Ogni intervista è stata registrata, trascritta integralmente e analizzata con metodo “carta e matita” attraverso l’utilizzo di una tabella a doppia entrata.
RISULTATI (Le parti virgolettate sono citazioni letterali delle interviste)
Dalle interviste emerge una grande varietà e ricchezza di risposte che, coerentemente con la complessità del fenomeno, mettono in luce aspetti diversi, ma complementari. I contenuti delle interviste sembrano confermare le acquisizioni della letteratura sul tema del fallimento e le problematiche relative alla definizione e alla quantificazione del fenomeno.
Descrizione del fallimento adottivo.
Per quanto riguarda la definizione di fallimento si evidenziano alcune differenze tra gli operatori: alcuni affermano che il fallimento coincide esclusivamente con la restituzione del bambino ai servizi di competenza, altri pongono l’accento esclusivamente sull’impossibilità di creare un legame genitoriale e filiale e di riconoscersi reciprocamente come genitori e figli, altri infine, comprendono entrambe le affermazioni precedenti sottolineando la possibilità sia di fallimenti conclamati (separazione del bambino dalla famiglia adottiva), sia di fallimenti “velati”, “relazionali” che non esitano necessariamente in una rottura.

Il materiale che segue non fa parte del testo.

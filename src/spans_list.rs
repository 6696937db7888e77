//! Flattening of the span tree into the rows of the waterfall.
//!
//! The output is a pre-order walk of the tree. Filtered out spans are skipped while their
//! descendants take their place, hidden subtrees stop the walk, and runs of identical adjacent
//! siblings are folded into a single row.

use std::collections::HashSet;
use std::ops::Range;

use serde::Serialize;

use crate::bounds::{BoundsGenerator, SpanBounds};
use crate::filter::{OperationNameFilter, SpanSearch};
use crate::span_tree::{FetchEmbeddedChildrenState, NodePath, SpanTreeNode};
use crate::task_timer::TaskTimer;
use crate::types::{RawSpan, TimePoint};

pub const DEFAULT_MIN_SIBLING_GROUP_SIZE: usize = 5;

/// Depth of an ancestor whose connector line continues past a row.
#[derive(Debug, Clone, Copy, PartialEq, Eq, Serialize)]
#[serde(tag = "type", content = "depth", rename_all = "snake_case")]
pub enum TreeDepth {
    Regular(usize),
    /// Orphan spans are connected to the root with a different line.
    Orphan(usize),
}

impl TreeDepth {
    pub fn depth(&self) -> usize {
        match self {
            TreeDepth::Regular(depth) | TreeDepth::Orphan(depth) => *depth,
        }
    }
}

#[derive(Debug, Clone, PartialEq, Serialize)]
pub struct SpanEntry {
    pub span: RawSpan,
    pub node_path: NodePath,
    pub tree_depth: usize,
    pub is_last_sibling: bool,
    pub continuing_tree_depths: Vec<TreeDepth>,
    pub bounds: SpanBounds,
    pub is_root: bool,
    pub is_orphan: bool,
    pub is_embedded_transaction_root: bool,
    pub num_of_span_children: usize,
    pub show_embedded_children: bool,
    pub fetch_embedded_children_state: FetchEmbeddedChildrenState,
    pub is_sub_tree_hidden: bool,
}

#[derive(Debug, Clone, PartialEq, Serialize)]
pub struct SiblingGroupEntry {
    pub spans: Vec<RawSpan>,
    /// Span id of the first span of the run, used to expand the group.
    pub group_id: String,
    /// Node whose children were grouped.
    pub parent_path: NodePath,
    pub tree_depth: usize,
    pub is_last_sibling: bool,
    pub continuing_tree_depths: Vec<TreeDepth>,
    pub bounds: SpanBounds,
}

impl SiblingGroupEntry {
    pub fn op(&self) -> &str {
        self.spans.first().map(|span| span.op.as_str()).unwrap_or("")
    }

    pub fn description(&self) -> Option<&str> {
        self.spans.first().and_then(|span| span.description.as_deref())
    }
}

/// Time between siblings that no span accounts for.
#[derive(Debug, Clone, PartialEq, Serialize)]
pub struct GapEntry {
    pub start_timestamp: TimePoint,
    pub end_timestamp: TimePoint,
    pub tree_depth: usize,
    pub continuing_tree_depths: Vec<TreeDepth>,
    pub bounds: SpanBounds,
}

#[derive(Debug, Clone, PartialEq, Serialize)]
#[serde(tag = "type", rename_all = "snake_case")]
pub enum EnhancedProcessedSpan {
    Span(SpanEntry),
    SpanGroupSiblings(SiblingGroupEntry),
    Gap(GapEntry),
}

impl EnhancedProcessedSpan {
    pub fn tree_depth(&self) -> usize {
        match self {
            EnhancedProcessedSpan::Span(entry) => entry.tree_depth,
            EnhancedProcessedSpan::SpanGroupSiblings(entry) => entry.tree_depth,
            EnhancedProcessedSpan::Gap(entry) => entry.tree_depth,
        }
    }

    pub fn bounds(&self) -> &SpanBounds {
        match self {
            EnhancedProcessedSpan::Span(entry) => &entry.bounds,
            EnhancedProcessedSpan::SpanGroupSiblings(entry) => &entry.bounds,
            EnhancedProcessedSpan::Gap(entry) => &entry.bounds,
        }
    }

    pub fn as_span(&self) -> Option<&SpanEntry> {
        match self {
            EnhancedProcessedSpan::Span(entry) => Some(entry),
            _ => None,
        }
    }

    pub fn as_sibling_group(&self) -> Option<&SiblingGroupEntry> {
        match self {
            EnhancedProcessedSpan::SpanGroupSiblings(entry) => Some(entry),
            _ => None,
        }
    }
}

#[derive(Debug, Clone, Copy, PartialEq, Eq)]
pub struct SiblingGrouping {
    /// Shortest run of identical siblings that is folded into one row.
    pub min_group_size: usize,
}

impl Default for SiblingGrouping {
    fn default() -> Self {
        SiblingGrouping {
            min_group_size: DEFAULT_MIN_SIBLING_GROUP_SIZE,
        }
    }
}

#[derive(Debug, Clone)]
pub struct SpansListParams<'a> {
    pub operation_name_filter: &'a OperationNameFilter,
    pub search: Option<&'a SpanSearch>,
    pub generate_bounds: &'a BoundsGenerator,
    pub hidden_span_sub_trees: &'a HashSet<String>,
    pub grouping: SiblingGrouping,
    /// Report gaps longer than this many seconds. Ignored while a filter or a search is active.
    pub gap_threshold: Option<TimePoint>,
}

impl<'a> SpansListParams<'a> {
    pub fn new(
        generate_bounds: &'a BoundsGenerator,
        operation_name_filter: &'a OperationNameFilter,
        hidden_span_sub_trees: &'a HashSet<String>,
    ) -> SpansListParams<'a> {
        SpansListParams {
            operation_name_filter,
            search: None,
            generate_bounds,
            hidden_span_sub_trees,
            grouping: SiblingGrouping::default(),
            gap_threshold: None,
        }
    }

    fn passes_filters(&self, span: &RawSpan) -> bool {
        self.operation_name_filter.matches(span)
            && self.search.map(|search| search.matches(span)).unwrap_or(true)
    }

    fn gaps_enabled(&self) -> Option<TimePoint> {
        if self.search.is_some() || *self.operation_name_filter != OperationNameFilter::NoFilter {
            return None;
        }
        self.gap_threshold
    }
}

/// Where a node is rendered.
struct Placement {
    tree_depth: usize,
    is_last_sibling: bool,
    continuing_tree_depths: Vec<TreeDepth>,
    path: NodePath,
}

enum SiblingUnit {
    Single(usize),
    Group(Range<usize>),
}

impl SpanTreeNode {
    /// Rows of the waterfall for this subtree, starting at depth 0.
    pub fn get_spans_list(&self, params: &SpansListParams) -> Vec<EnhancedProcessedSpan> {
        let t = TaskTimer::new("Flattening span tree");

        let mut rows = Vec::new();
        let placement = Placement {
            tree_depth: 0,
            is_last_sibling: true,
            continuing_tree_depths: Vec::new(),
            path: NodePath::root(),
        };
        emit_node(self, placement, params, &mut rows);

        t.stop();
        rows
    }
}

fn emit_node(
    node: &SpanTreeNode,
    placement: Placement,
    params: &SpansListParams,
    rows: &mut Vec<EnhancedProcessedSpan>,
) {
    let is_sub_tree_hidden = params.hidden_span_sub_trees.contains(&node.span.span_id);

    if !params.passes_filters(&node.span) {
        if is_sub_tree_hidden {
            return;
        }
        // Descendants are promoted into the place of the filtered out span.
        emit_children(
            node,
            placement.tree_depth,
            &placement.continuing_tree_depths,
            placement.is_last_sibling,
            &placement.path,
            params,
            rows,
        );
        return;
    }

    rows.push(EnhancedProcessedSpan::Span(SpanEntry {
        span: node.span.clone(),
        node_path: placement.path.clone(),
        tree_depth: placement.tree_depth,
        is_last_sibling: placement.is_last_sibling,
        continuing_tree_depths: placement.continuing_tree_depths.clone(),
        bounds: params
            .generate_bounds
            .generate(node.span.start_timestamp, node.span.timestamp),
        is_root: node.is_root,
        is_orphan: node.is_orphan,
        is_embedded_transaction_root: node.is_embedded_transaction_root,
        num_of_span_children: node.num_of_span_children(),
        show_embedded_children: node.show_embedded_children(),
        fetch_embedded_children_state: node.fetch_embedded_children_state(),
        is_sub_tree_hidden,
    }));

    if is_sub_tree_hidden {
        return;
    }

    let mut child_continuing_depths = placement.continuing_tree_depths;
    if !placement.is_last_sibling {
        child_continuing_depths.push(if node.is_orphan {
            TreeDepth::Orphan(placement.tree_depth)
        } else {
            TreeDepth::Regular(placement.tree_depth)
        });
    }

    emit_children(
        node,
        placement.tree_depth + 1,
        &child_continuing_depths,
        true,
        &placement.path,
        params,
        rows,
    );
}

fn emit_children(
    node: &SpanTreeNode,
    tree_depth: usize,
    continuing_tree_depths: &[TreeDepth],
    trailing_is_last: bool,
    node_path: &NodePath,
    params: &SpansListParams,
    rows: &mut Vec<EnhancedProcessedSpan>,
) {
    let descendants: Vec<&SpanTreeNode> = node.descendants().collect();
    let units = sibling_units(node, &descendants, params);
    let gap_threshold = params.gaps_enabled();

    // Units that end up without rows must not keep the connector of an earlier sibling open.
    let last_emitting_unit = units
        .iter()
        .rposition(|unit| unit_emits_rows(unit, &descendants, params));

    let mut covered_until = node.span.start_timestamp;
    for (unit_idx, unit) in units.iter().enumerate() {
        let is_last_sibling = trailing_is_last && Some(unit_idx) == last_emitting_unit;
        let (unit_start, unit_end) = unit_time_range(unit, &descendants);

        if let Some(threshold) = gap_threshold {
            if unit_start - covered_until > threshold {
                rows.push(EnhancedProcessedSpan::Gap(GapEntry {
                    start_timestamp: covered_until,
                    end_timestamp: unit_start,
                    tree_depth,
                    continuing_tree_depths: continuing_tree_depths.to_vec(),
                    bounds: params.generate_bounds.generate(covered_until, unit_start),
                }));
            }
        }
        covered_until = covered_until.max(unit_end);

        match unit {
            SiblingUnit::Single(idx) => emit_node(
                descendants[*idx],
                Placement {
                    tree_depth,
                    is_last_sibling,
                    continuing_tree_depths: continuing_tree_depths.to_vec(),
                    path: node_path.child(*idx),
                },
                params,
                rows,
            ),
            SiblingUnit::Group(range) => {
                let grouped = &descendants[range.clone()];
                rows.push(EnhancedProcessedSpan::SpanGroupSiblings(SiblingGroupEntry {
                    spans: grouped.iter().map(|child| child.span.clone()).collect(),
                    group_id: grouped[0].span.span_id.clone(),
                    parent_path: node_path.clone(),
                    tree_depth,
                    is_last_sibling,
                    continuing_tree_depths: continuing_tree_depths.to_vec(),
                    bounds: params.generate_bounds.generate(unit_start, unit_end),
                }));
            }
        }
    }
}

/// Split the displayed children into single rows and folded runs. Only the node's own children
/// are grouped, embedded transactions always get their own row. A run is folded only when every
/// span in it passes the filters, otherwise its spans are walked one by one so that matching
/// descendants get promoted.
fn sibling_units(
    node: &SpanTreeNode,
    descendants: &[&SpanTreeNode],
    params: &SpansListParams,
) -> Vec<SiblingUnit> {
    let grouping = params.grouping;
    let own_children = node.children.len().min(descendants.len());
    let mut units = Vec::with_capacity(descendants.len());

    let mut run_start = 0;
    while run_start < own_children {
        let key = descendants[run_start].span.grouping_key();
        let mut run_end = run_start + 1;
        while run_end < own_children && descendants[run_end].span.grouping_key() == key {
            run_end += 1;
        }

        let group_id = &descendants[run_start].span.span_id;
        if run_end - run_start >= grouping.min_group_size.max(1)
            && run_end - run_start > 1
            && !node.is_sibling_group_expanded(group_id)
            && descendants[run_start..run_end]
                .iter()
                .all(|child| params.passes_filters(&child.span))
        {
            units.push(SiblingUnit::Group(run_start..run_end));
        } else {
            units.extend((run_start..run_end).map(SiblingUnit::Single));
        }
        run_start = run_end;
    }

    units.extend((own_children..descendants.len()).map(SiblingUnit::Single));
    units
}

fn unit_emits_rows(
    unit: &SiblingUnit,
    descendants: &[&SpanTreeNode],
    params: &SpansListParams,
) -> bool {
    match unit {
        SiblingUnit::Single(idx) => node_emits_rows(descendants[*idx], params),
        // Folded runs only exist when all of their spans pass.
        SiblingUnit::Group(_) => true,
    }
}

/// Whether the node or anything promoted in its place produces a row.
fn node_emits_rows(node: &SpanTreeNode, params: &SpansListParams) -> bool {
    if params.passes_filters(&node.span) {
        return true;
    }
    if params.hidden_span_sub_trees.contains(&node.span.span_id) {
        return false;
    }
    node.descendants()
        .any(|child| node_emits_rows(child, params))
}

fn unit_time_range(unit: &SiblingUnit, descendants: &[&SpanTreeNode]) -> (TimePoint, TimePoint) {
    match unit {
        SiblingUnit::Single(idx) => {
            let span = &descendants[*idx].span;
            (span.start_timestamp, span.timestamp)
        }
        SiblingUnit::Group(range) => descendants[range.clone()].iter().fold(
            (f64::INFINITY, f64::NEG_INFINITY),
            |(start, end), child| {
                (
                    start.min(child.span.start_timestamp),
                    end.max(child.span.timestamp),
                )
            },
        ),
    }
}
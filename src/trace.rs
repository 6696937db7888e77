//! Turns a transaction event payload into the root span and the flat list of its spans.

use std::collections::{BTreeMap, HashMap, HashSet};

use tracing::debug;

use crate::bounds::TraceBounds;
use crate::error::TraceError;
use crate::types::{RawSpan, TraceEvent};

#[derive(Debug, Clone, PartialEq)]
pub struct ParsedTrace {
    pub event_id: String,
    pub root_span: RawSpan,
    /// Every non-root span, in payload order. Orphans already point at the root.
    pub spans: Vec<RawSpan>,
    pub trace_bounds: TraceBounds,
    /// Re-parented span id -> the parent id it originally referenced (if any).
    pub orphan_parents: BTreeMap<String, Option<String>>,
}

impl ParsedTrace {
    pub fn from_event(event: &TraceEvent) -> Result<ParsedTrace, TraceError> {
        let trace_context = event
            .trace_context()
            .ok_or_else(|| TraceError::MissingTraceContext(event.event_id.clone()))?;
        let root_span_id = trace_context
            .span_id
            .clone()
            .ok_or_else(|| TraceError::MissingRootSpanId(event.event_id.clone()))?;

        let root_span = RawSpan {
            span_id: root_span_id.clone(),
            parent_span_id: trace_context.parent_span_id.clone(),
            trace_id: trace_context.trace_id.clone(),
            op: trace_context
                .op
                .clone()
                .unwrap_or_else(|| "default".to_string()),
            description: trace_context
                .description
                .clone()
                .or_else(|| (!event.title.is_empty()).then(|| event.title.clone())),
            start_timestamp: event.start_timestamp,
            timestamp: event.end_timestamp,
            status: trace_context.status.clone(),
            tags: BTreeMap::new(),
            data: BTreeMap::new(),
        };

        let mut spans = event.spans()?;
        spans.retain(|span| span.span_id != root_span_id);
        for span in &mut spans {
            if span.trace_id.is_empty() {
                span.trace_id = trace_context.trace_id.clone();
            }
        }

        let mut trace_bounds = TraceBounds::new(root_span.start_timestamp, root_span.timestamp);
        for span in &spans {
            trace_bounds = trace_bounds.union(&TraceBounds::new(
                span.start_timestamp,
                span.timestamp.max(span.start_timestamp),
            ));
        }

        let known_span_ids: HashSet<String> = spans
            .iter()
            .map(|span| span.span_id.clone())
            .chain(std::iter::once(root_span_id.clone()))
            .collect();

        let mut orphan_parents = BTreeMap::new();
        for span in &mut spans {
            let has_valid_parent = span
                .parent_span_id
                .as_ref()
                .map(|parent| known_span_ids.contains(parent) && *parent != span.span_id)
                .unwrap_or(false);
            if has_valid_parent {
                continue;
            }

            let original_parent = span.parent_span_id.replace(root_span_id.clone());
            orphan_parents.insert(span.span_id.clone(), original_parent);
        }
        adopt_unreachable_spans(&root_span_id, &mut spans, &mut orphan_parents);

        debug!(
            event_id = %event.event_id,
            spans = spans.len(),
            orphans = orphan_parents.len(),
            "parsed trace"
        );

        Ok(ParsedTrace {
            event_id: event.event_id.clone(),
            root_span,
            spans,
            trace_bounds,
            orphan_parents,
        })
    }

    pub fn is_orphan(&self, span_id: &str) -> bool {
        self.orphan_parents.contains_key(span_id)
    }
}

/// Spans whose parents form a cycle are not reachable from the root. The first span of each cycle,
/// in payload order, is re-parented to the root, the rest of the cycle hangs below it.
fn adopt_unreachable_spans(
    root_span_id: &str,
    spans: &mut [RawSpan],
    orphan_parents: &mut BTreeMap<String, Option<String>>,
) {
    let mut children_of: HashMap<String, Vec<usize>> = HashMap::new();
    for (idx, span) in spans.iter().enumerate() {
        if let Some(parent_span_id) = &span.parent_span_id {
            children_of
                .entry(parent_span_id.clone())
                .or_default()
                .push(idx);
        }
    }

    let mut reachable = vec![false; spans.len()];
    mark_reachable(root_span_id, &children_of, spans, &mut reachable);

    for idx in 0..spans.len() {
        if reachable[idx] {
            continue;
        }
        debug!(span_id = %spans[idx].span_id, "breaking parent cycle");
        let original_parent = spans[idx].parent_span_id.replace(root_span_id.to_string());
        orphan_parents.insert(spans[idx].span_id.clone(), original_parent);
        reachable[idx] = true;
        let span_id = spans[idx].span_id.clone();
        mark_reachable(&span_id, &children_of, spans, &mut reachable);
    }
}

fn mark_reachable(
    from_span_id: &str,
    children_of: &HashMap<String, Vec<usize>>,
    spans: &[RawSpan],
    reachable: &mut [bool],
) {
    let mut stack = vec![from_span_id.to_string()];
    while let Some(span_id) = stack.pop() {
        let Some(children) = children_of.get(&span_id) else {
            continue;
        };
        for &child in children {
            if !reachable[child] {
                reachable[child] = true;
                stack.push(spans[child].span_id.clone());
            }
        }
    }
}
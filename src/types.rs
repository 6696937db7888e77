use std::collections::BTreeMap;

use serde::{Deserialize, Serialize};

/// Seconds since the unix epoch, the unit of Sentry span timestamps.
pub type TimePoint = f64;

pub const MILLISECONDS_PER_SECOND: f64 = 1000.0;

pub fn time_point_from_unix_nano(unix_nano: u64) -> TimePoint {
    unix_nano as f64 / 1_000_000_000.0
}

pub fn time_point_to_utc_string(time: TimePoint) -> String {
    let date_time = chrono::DateTime::from_timestamp_nanos((time * 1e9) as i64);
    date_time.format("%Y-%m-%d %H:%M:%S%.3f").to_string()
}

/// One span as reported by instrumentation.
#[derive(Debug, Clone, PartialEq, Serialize, Deserialize)]
pub struct RawSpan {
    pub span_id: String,
    #[serde(default, skip_serializing_if = "Option::is_none")]
    pub parent_span_id: Option<String>,
    #[serde(default)]
    pub trace_id: String,
    /// Operation name, e.g. `http`, `db`, `pageload`.
    #[serde(default)]
    pub op: String,
    #[serde(default, skip_serializing_if = "Option::is_none")]
    pub description: Option<String>,
    pub start_timestamp: TimePoint,
    /// End of the span.
    pub timestamp: TimePoint,
    #[serde(default, skip_serializing_if = "Option::is_none")]
    pub status: Option<String>,
    #[serde(default, skip_serializing_if = "BTreeMap::is_empty")]
    pub tags: BTreeMap<String, String>,
    #[serde(default, skip_serializing_if = "BTreeMap::is_empty")]
    pub data: BTreeMap<String, serde_json::Value>,
}

impl RawSpan {
    /// Span duration in seconds, zero for spans with reversed timestamps.
    pub fn duration(&self) -> TimePoint {
        (self.timestamp - self.start_timestamp).max(0.0)
    }

    pub fn http_status_code(&self) -> Option<&str> {
        self.tags.get("http.status_code").map(String::as_str)
    }

    /// Key used to decide whether adjacent siblings look the same.
    pub fn grouping_key(&self) -> (&str, Option<&str>) {
        (self.op.as_str(), self.description.as_deref())
    }
}

#[derive(Debug, Clone, Default, PartialEq, Serialize, Deserialize)]
pub struct TraceContext {
    #[serde(default)]
    pub trace_id: String,
    #[serde(default)]
    pub span_id: Option<String>,
    #[serde(default, skip_serializing_if = "Option::is_none")]
    pub parent_span_id: Option<String>,
    #[serde(default, skip_serializing_if = "Option::is_none")]
    pub op: Option<String>,
    #[serde(default, skip_serializing_if = "Option::is_none")]
    pub status: Option<String>,
    #[serde(default, skip_serializing_if = "Option::is_none")]
    pub description: Option<String>,
}

#[derive(Debug, Clone, Default, PartialEq, Serialize, Deserialize)]
pub struct EventContexts {
    #[serde(default, skip_serializing_if = "Option::is_none")]
    pub trace: Option<TraceContext>,
}

/// An entry of an event payload. Only `spans` entries are interpreted.
#[derive(Debug, Clone, PartialEq, Serialize, Deserialize)]
pub struct EventEntry {
    #[serde(rename = "type")]
    pub kind: String,
    #[serde(default)]
    pub data: serde_json::Value,
}

impl EventEntry {
    pub const SPANS: &'static str = "spans";

    pub fn spans(spans: &[RawSpan]) -> serde_json::Result<EventEntry> {
        Ok(EventEntry {
            kind: Self::SPANS.to_string(),
            data: serde_json::to_value(spans)?,
        })
    }
}

/// A transaction event, the unit that is loaded at the top level and fetched for embedded
/// transactions alike.
#[derive(Debug, Clone, Default, PartialEq, Serialize, Deserialize)]
pub struct TraceEvent {
    #[serde(rename = "eventID", default)]
    pub event_id: String,
    #[serde(default)]
    pub title: String,
    #[serde(rename = "projectSlug", default, skip_serializing_if = "Option::is_none")]
    pub project_slug: Option<String>,
    #[serde(rename = "startTimestamp")]
    pub start_timestamp: TimePoint,
    #[serde(rename = "endTimestamp")]
    pub end_timestamp: TimePoint,
    #[serde(default)]
    pub entries: Vec<EventEntry>,
    #[serde(default)]
    pub contexts: EventContexts,
}

impl TraceEvent {
    /// All spans of all `spans` entries, in payload order.
    pub fn spans(&self) -> serde_json::Result<Vec<RawSpan>> {
        let mut spans = Vec::new();
        for entry in &self.entries {
            if entry.kind != EventEntry::SPANS || entry.data.is_null() {
                continue;
            }
            let entry_spans: Vec<RawSpan> = serde_json::from_value(entry.data.clone())?;
            spans.extend(entry_spans);
        }
        Ok(spans)
    }

    pub fn trace_context(&self) -> Option<&TraceContext> {
        self.contexts.trace.as_ref()
    }
}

Sull’entità del fenomeno tutti gli operatori concordano sul fatto che si tratta di un fenomeno raro, su cui mancano dati aggiornati. Rispetto ai tempi d’insorgenza della crisi, la maggioranza degli operatori concordano nell’individuare la fase più critica nella preadolescenza e adolescenza del figlio; si sottolinea, tuttavia, il fatto che i primi segnali di crisi possano comparire anche nelle prime fasi del percorso adottivo. Da ultimo, viene segnalato, come fase critica, anche l’inserimento scolastico del bambino.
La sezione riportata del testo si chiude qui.